One of the commandments in religions like Islam and Judaism is covering the head. In Islam, it is a compulsion but in Judaism the concept of covering the head is not exactly a religious compulsion. It is considered a positive and holy act. Jews cover their head while praying or visiting any holy place of worship. The skullcap worn by Jews is called Yamaka. It is a symbol of Jewish identity and faith. It has been worn by Jewish men and young boys since long but later Jewish women also started wearing it. Jews wear it as a sign of their faith. A Yamaka is also called a Kippah, which is the Hebrew name of it.
RELIGIOUS IMPORTANCE OF YAMAKA
Yamaka is considered as a symbol of reaffirmation and respect of Jewish faith. When Jews wear it, they actually acknowledge a higher authority. It reminds them of a supreme and sovereign authority that watches every move from above they make. The tradition of wearing the Jewish head coverings signifies that the person is a servant of God and is obliged to follow all his commandments.

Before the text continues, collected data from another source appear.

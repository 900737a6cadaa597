//! The seam between the orchestration core and the payment-link backend.
//!
//! [`PaymentBackend`] lists exactly the calls the flow makes. The production
//! implementation is the SDK's [`BackendClient`]; tests substitute in-memory
//! fakes so the state machine and the poller can be exercised without a
//! network.

use async_trait::async_trait;
use linkcash_sdk::client::{BackendClient, ClientError};
use linkcash_sdk::objects::{
    Bill, ConfirmedTransaction, GroupLinkDetails, InitiatePayment, InitiateResponse,
    OneTimeLinkDetails, RegularLinkDetails, Shop,
};

use crate::error::FlowError;
use crate::route::{LinkIdentifier, SuccessRoute};

/// Which confirmation endpoint to poll, with its correlation ids.
#[derive(Debug, Clone, PartialEq, Eq)]
pub enum ConfirmationLookup {
    Regular {
        link_id: LinkIdentifier,
        payment_intent_id: String,
    },
    OneTime {
        link_id: LinkIdentifier,
    },
    GroupMember {
        group_payment_id: i64,
        member_payment_id: i64,
    },
    ShopBill {
        bill_id: i64,
    },
}

impl TryFrom<&SuccessRoute> for ConfirmationLookup {
    type Error = FlowError;

    fn try_from(route: &SuccessRoute) -> Result<Self, FlowError> {
        match route {
            SuccessRoute::Regular {
                link_id,
                payment_intent_id: Some(pi),
            } => Ok(ConfirmationLookup::Regular {
                link_id: link_id.clone(),
                payment_intent_id: pi.clone(),
            }),
            SuccessRoute::Regular {
                payment_intent_id: None,
                ..
            } => Err(FlowError::missing_correlation("Missing Payment Intent ID.")),
            SuccessRoute::OneTime { link_id } => Ok(ConfirmationLookup::OneTime {
                link_id: link_id.clone(),
            }),
            SuccessRoute::Group {
                group_payment_id: Some(group_payment_id),
                member_payment_id: Some(member_payment_id),
            } => Ok(ConfirmationLookup::GroupMember {
                group_payment_id: *group_payment_id,
                member_payment_id: *member_payment_id,
            }),
            SuccessRoute::Group { .. } => Err(FlowError::missing_correlation("Missing identifiers")),
            SuccessRoute::Shop {
                bill_id: Some(bill_id),
            } => Ok(ConfirmationLookup::ShopBill { bill_id: *bill_id }),
            SuccessRoute::Shop { bill_id: None } => {
                Err(FlowError::missing_correlation("No bill ID provided in URL."))
            }
        }
    }
}

impl std::fmt::Display for ConfirmationLookup {
    fn fmt(&self, f: &mut std::fmt::Formatter<'_>) -> std::fmt::Result {
        match self {
            ConfirmationLookup::Regular {
                link_id,
                payment_intent_id,
            } => write!(f, "regular:{link_id}:{payment_intent_id}"),
            ConfirmationLookup::OneTime { link_id } => write!(f, "one-time:{link_id}"),
            ConfirmationLookup::GroupMember {
                group_payment_id,
                member_payment_id,
            } => write!(f, "group:{group_payment_id}:{member_payment_id}"),
            ConfirmationLookup::ShopBill { bill_id } => write!(f, "shop:{bill_id}"),
        }
    }
}

#[async_trait]
pub trait PaymentBackend: Send + Sync {
    async fn regular_link_details(&self, link_id: &str) -> Result<RegularLinkDetails, ClientError>;

    async fn one_time_link_details(&self, link_id: &str)
    -> Result<OneTimeLinkDetails, ClientError>;

    async fn group_link_details(&self, link_id: &str) -> Result<GroupLinkDetails, ClientError>;

    async fn shop_by_qr_code(&self, qr_code: &str) -> Result<Shop, ClientError>;

    async fn bill_by_pin(&self, pin: &str) -> Result<Bill, ClientError>;

    async fn initiate_transaction(
        &self,
        payload: &InitiatePayment,
    ) -> Result<InitiateResponse, ClientError>;

    async fn confirmed_transaction(
        &self,
        lookup: &ConfirmationLookup,
    ) -> Result<ConfirmedTransaction, ClientError>;
}

#[async_trait]
impl PaymentBackend for BackendClient {
    async fn regular_link_details(&self, link_id: &str) -> Result<RegularLinkDetails, ClientError> {
        BackendClient::regular_link_details(self, link_id).await
    }

    async fn one_time_link_details(
        &self,
        link_id: &str,
    ) -> Result<OneTimeLinkDetails, ClientError> {
        BackendClient::one_time_link_details(self, link_id).await
    }

    async fn group_link_details(&self, link_id: &str) -> Result<GroupLinkDetails, ClientError> {
        BackendClient::group_link_details(self, link_id).await
    }

    async fn shop_by_qr_code(&self, qr_code: &str) -> Result<Shop, ClientError> {
        BackendClient::shop_by_qr_code(self, qr_code).await
    }

    async fn bill_by_pin(&self, pin: &str) -> Result<Bill, ClientError> {
        BackendClient::bill_by_pin(self, pin).await
    }

    async fn initiate_transaction(
        &self,
        payload: &InitiatePayment,
    ) -> Result<InitiateResponse, ClientError> {
        BackendClient::initiate_transaction(self, payload).await
    }

    async fn confirmed_transaction(
        &self,
        lookup: &ConfirmationLookup,
    ) -> Result<ConfirmedTransaction, ClientError> {
        match lookup {
            ConfirmationLookup::Regular {
                link_id,
                payment_intent_id,
            } => self.regular_confirmation(link_id.as_str(), payment_intent_id).await,
            ConfirmationLookup::OneTime { link_id } => {
                self.one_time_confirmation(link_id.as_str()).await
            }
            ConfirmationLookup::GroupMember {
                group_payment_id,
                member_payment_id,
            } => {
                self.group_member_confirmation(*group_payment_id, *member_payment_id)
                    .await
            }
            ConfirmationLookup::ShopBill { bill_id } => {
                self.shop_bill_confirmation(*bill_id).await
            }
        }
    }
}

#[async_trait]
impl<T: PaymentBackend + ?Sized> PaymentBackend for std::sync::Arc<T> {
    async fn regular_link_details(&self, link_id: &str) -> Result<RegularLinkDetails, ClientError> {
        (**self).regular_link_details(link_id).await
    }

    async fn one_time_link_details(
        &self,
        link_id: &str,
    ) -> Result<OneTimeLinkDetails, ClientError> {
        (**self).one_time_link_details(link_id).await
    }

    async fn group_link_details(&self, link_id: &str) -> Result<GroupLinkDetails, ClientError> {
        (**self).group_link_details(link_id).await
    }

    async fn shop_by_qr_code(&self, qr_code: &str) -> Result<Shop, ClientError> {
        (**self).shop_by_qr_code(qr_code).await
    }

    async fn bill_by_pin(&self, pin: &str) -> Result<Bill, ClientError> {
        (**self).bill_by_pin(pin).await
    }

    async fn initiate_transaction(
        &self,
        payload: &InitiatePayment,
    ) -> Result<InitiateResponse, ClientError> {
        (**self).initiate_transaction(payload).await
    }

    async fn confirmed_transaction(
        &self,
        lookup: &ConfirmationLookup,
    ) -> Result<ConfirmedTransaction, ClientError> {
        (**self).confirmed_transaction(lookup).await
    }
}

The religious teachings of Jews instruct them to cover their heads as mentioned in Talmud (Shabbat 156b). There are other references in the Jewish religious commentary too about covering their heads.
WHEN JEWS WEAR THE YAMAKA?
Jews also wear this skullcap when they read their holy book The Torah to show reverence to God. Some devout Jews wear this religious head covering all the time, as a symbol of devotion and love for God. They do not take it off throughout the day unlike others, who only wear it when they are praying or studying the Torah. Those Jews, who are not active followers of their faith, only put on the Yamaka during weddings, funerals, or other religious events. They wear it only to make themselves identified as a part of the religious sect.
YAMAKA WORN BY JEWISH WOMEN
Yamakas for women come in lace adornments, beadings, crystals, and with other delicate and beautiful decorations. They come in brighter colors to give a feminine touch.
YAMAKA WORN BY JEWISH CHILDREN
Jewish children often begin wearing this religious head covering at the age of three when they get their first haircut. They also start wearing another religious symbol called a “Tzitzit”. A proper ceremony will be held for it, which is called Upsherin. It also marks the start of Torah education for the children.
In Judaism, covering the head is not an obligation as mentioned before. Therefore, they can take off their Yamaka if their surroundings demand so. For instance, Jews can take off their skullcaps when at work.
COLORS OF YAMAKA
Earlier they came only in black color and were made from a velvet material. Nowadays, these religious head coverings come in all sorts of designs, colors, and material.
DESIGNS OF THE JEWISH YAMAKA
The Jewish cap is a small hemispherical one that measures approximately a diameter of 5 inches. It is worn at the apex of the skull with the help of hair clips. Some come with combs to help fit the cap properly on the head.
For children the designs of these skullcaps can be fitted with ribbon like ties under their chin to place and secure the cap in the right place.